◆ Exercise:
Which lines in the records below include the word "core"? Report each of them in full.

Top of Records for this task

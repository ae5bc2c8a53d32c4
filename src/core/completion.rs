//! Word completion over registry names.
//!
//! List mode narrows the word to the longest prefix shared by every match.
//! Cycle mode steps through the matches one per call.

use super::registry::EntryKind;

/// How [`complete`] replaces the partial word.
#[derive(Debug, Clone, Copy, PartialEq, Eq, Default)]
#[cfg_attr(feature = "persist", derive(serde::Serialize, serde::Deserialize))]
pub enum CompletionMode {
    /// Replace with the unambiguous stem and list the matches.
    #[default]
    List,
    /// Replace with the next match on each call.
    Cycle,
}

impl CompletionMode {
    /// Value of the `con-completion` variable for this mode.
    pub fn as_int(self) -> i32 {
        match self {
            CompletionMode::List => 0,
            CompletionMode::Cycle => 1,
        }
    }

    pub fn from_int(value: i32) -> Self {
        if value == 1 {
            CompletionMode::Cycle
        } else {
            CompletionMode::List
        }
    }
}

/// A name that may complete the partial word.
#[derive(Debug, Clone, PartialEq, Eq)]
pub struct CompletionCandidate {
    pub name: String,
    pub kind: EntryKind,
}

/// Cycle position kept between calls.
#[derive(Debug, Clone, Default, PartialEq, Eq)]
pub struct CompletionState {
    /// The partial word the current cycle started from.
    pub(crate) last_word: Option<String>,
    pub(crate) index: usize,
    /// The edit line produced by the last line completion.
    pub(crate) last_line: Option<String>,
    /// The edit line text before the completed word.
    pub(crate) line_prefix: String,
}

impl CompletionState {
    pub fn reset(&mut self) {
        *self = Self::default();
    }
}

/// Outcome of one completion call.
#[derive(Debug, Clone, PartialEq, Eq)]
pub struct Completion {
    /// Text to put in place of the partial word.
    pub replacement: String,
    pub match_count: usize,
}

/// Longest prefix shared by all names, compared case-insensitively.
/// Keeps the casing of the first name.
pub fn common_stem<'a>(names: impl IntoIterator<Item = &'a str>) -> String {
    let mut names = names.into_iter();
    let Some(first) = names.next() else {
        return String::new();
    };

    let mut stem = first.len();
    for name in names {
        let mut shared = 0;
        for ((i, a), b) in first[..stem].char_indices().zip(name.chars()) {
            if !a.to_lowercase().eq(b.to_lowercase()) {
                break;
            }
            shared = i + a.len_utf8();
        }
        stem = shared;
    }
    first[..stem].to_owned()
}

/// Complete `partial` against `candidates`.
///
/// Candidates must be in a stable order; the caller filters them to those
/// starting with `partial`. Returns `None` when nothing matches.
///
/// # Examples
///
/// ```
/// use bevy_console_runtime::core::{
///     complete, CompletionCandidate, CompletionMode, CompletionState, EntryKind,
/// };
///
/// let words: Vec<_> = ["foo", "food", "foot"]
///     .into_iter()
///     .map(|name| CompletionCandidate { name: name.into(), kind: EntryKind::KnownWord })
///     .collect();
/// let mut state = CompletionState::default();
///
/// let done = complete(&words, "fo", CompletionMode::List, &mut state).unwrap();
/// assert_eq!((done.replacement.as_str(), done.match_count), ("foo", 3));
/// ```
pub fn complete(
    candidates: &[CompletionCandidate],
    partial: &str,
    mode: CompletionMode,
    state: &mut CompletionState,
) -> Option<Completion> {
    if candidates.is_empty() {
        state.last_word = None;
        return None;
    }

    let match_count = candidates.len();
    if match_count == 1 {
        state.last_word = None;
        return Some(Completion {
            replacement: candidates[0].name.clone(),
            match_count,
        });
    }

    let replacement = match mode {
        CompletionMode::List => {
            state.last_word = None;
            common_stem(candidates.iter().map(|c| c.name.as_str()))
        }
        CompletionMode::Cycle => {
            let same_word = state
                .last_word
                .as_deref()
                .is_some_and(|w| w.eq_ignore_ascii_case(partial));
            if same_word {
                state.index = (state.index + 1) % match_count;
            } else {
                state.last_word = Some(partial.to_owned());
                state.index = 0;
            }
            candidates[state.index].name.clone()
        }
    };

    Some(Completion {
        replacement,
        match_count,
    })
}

Bottom of Records for this task
Top of Records for this task

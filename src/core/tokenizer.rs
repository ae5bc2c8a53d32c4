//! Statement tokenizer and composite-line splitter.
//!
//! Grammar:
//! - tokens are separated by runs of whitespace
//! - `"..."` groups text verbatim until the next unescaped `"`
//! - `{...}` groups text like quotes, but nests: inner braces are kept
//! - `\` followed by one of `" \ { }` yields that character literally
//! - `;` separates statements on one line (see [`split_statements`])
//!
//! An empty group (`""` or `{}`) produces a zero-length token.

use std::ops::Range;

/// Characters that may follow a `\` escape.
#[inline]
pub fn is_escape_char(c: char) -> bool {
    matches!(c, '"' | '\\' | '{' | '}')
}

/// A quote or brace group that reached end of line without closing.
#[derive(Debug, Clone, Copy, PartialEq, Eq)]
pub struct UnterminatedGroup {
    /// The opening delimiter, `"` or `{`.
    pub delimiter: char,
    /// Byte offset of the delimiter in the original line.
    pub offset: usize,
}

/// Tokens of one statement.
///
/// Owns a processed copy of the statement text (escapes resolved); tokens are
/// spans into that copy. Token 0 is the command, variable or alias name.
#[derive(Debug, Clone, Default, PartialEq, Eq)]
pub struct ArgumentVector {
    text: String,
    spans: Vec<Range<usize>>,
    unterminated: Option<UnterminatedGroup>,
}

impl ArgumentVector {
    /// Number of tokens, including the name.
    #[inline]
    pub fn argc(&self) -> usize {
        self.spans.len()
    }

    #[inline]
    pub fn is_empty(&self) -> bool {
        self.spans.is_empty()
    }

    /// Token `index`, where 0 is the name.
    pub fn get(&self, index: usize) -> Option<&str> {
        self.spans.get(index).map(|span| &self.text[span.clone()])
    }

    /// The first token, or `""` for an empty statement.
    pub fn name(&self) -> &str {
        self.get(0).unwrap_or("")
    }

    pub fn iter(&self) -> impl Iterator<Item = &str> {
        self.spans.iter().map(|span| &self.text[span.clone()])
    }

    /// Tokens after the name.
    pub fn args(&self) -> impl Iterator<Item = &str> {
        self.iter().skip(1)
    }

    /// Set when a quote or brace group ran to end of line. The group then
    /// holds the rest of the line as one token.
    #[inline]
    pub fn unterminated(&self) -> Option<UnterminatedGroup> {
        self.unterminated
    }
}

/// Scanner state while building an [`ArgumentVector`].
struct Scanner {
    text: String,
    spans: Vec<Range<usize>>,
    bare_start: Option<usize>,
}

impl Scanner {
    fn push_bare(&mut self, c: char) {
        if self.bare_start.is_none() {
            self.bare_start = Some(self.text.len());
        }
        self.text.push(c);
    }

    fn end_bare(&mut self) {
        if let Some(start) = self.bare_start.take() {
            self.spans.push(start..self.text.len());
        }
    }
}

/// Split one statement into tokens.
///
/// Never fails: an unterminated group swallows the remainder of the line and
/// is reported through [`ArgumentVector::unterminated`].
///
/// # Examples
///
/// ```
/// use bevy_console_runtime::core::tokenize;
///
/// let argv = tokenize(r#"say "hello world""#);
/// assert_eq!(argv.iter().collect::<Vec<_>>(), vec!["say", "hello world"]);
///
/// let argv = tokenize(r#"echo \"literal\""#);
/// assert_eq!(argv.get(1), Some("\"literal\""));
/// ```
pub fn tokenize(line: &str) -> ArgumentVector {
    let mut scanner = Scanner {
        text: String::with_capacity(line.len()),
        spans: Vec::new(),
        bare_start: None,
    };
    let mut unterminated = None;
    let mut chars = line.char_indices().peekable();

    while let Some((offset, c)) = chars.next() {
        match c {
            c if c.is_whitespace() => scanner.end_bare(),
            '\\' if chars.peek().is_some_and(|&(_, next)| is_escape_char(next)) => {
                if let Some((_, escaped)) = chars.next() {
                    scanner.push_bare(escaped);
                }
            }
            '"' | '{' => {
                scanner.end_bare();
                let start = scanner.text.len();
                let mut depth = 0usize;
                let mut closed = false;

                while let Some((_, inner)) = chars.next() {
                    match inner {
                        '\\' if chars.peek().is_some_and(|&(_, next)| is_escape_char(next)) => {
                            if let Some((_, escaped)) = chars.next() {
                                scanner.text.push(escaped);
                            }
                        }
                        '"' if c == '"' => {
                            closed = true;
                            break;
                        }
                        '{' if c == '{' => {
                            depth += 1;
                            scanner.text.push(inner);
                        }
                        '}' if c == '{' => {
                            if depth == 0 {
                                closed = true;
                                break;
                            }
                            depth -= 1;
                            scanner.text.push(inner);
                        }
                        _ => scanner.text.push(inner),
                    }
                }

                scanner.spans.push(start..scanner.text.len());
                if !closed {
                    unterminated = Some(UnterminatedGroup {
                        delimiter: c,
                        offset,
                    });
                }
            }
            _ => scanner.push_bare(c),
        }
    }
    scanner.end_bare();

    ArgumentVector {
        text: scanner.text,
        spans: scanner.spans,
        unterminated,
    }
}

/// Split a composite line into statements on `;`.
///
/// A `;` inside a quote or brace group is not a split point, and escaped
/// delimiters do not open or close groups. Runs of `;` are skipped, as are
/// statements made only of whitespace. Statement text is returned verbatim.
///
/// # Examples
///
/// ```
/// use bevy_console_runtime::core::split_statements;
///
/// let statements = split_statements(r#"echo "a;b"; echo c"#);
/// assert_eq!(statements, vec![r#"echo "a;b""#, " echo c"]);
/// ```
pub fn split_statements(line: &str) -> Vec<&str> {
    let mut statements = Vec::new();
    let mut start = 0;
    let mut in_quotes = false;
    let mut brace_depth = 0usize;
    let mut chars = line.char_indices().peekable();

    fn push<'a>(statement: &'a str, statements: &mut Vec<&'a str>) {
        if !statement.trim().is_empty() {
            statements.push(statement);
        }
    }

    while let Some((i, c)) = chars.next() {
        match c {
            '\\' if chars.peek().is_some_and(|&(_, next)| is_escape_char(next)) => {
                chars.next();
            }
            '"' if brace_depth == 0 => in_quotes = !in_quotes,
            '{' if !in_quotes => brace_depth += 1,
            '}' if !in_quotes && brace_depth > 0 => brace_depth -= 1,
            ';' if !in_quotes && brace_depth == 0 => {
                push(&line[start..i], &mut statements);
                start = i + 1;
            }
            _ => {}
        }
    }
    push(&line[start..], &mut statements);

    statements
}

Bottom of Records for this task

◆ Solution for this task:
filename src/core/completion.rs
/// use bevy_console_runtime::core::{
filename src/core/tokenizer.rs
/// use bevy_console_runtime::core::tokenize;
/// use bevy_console_runtime::core::split_statements;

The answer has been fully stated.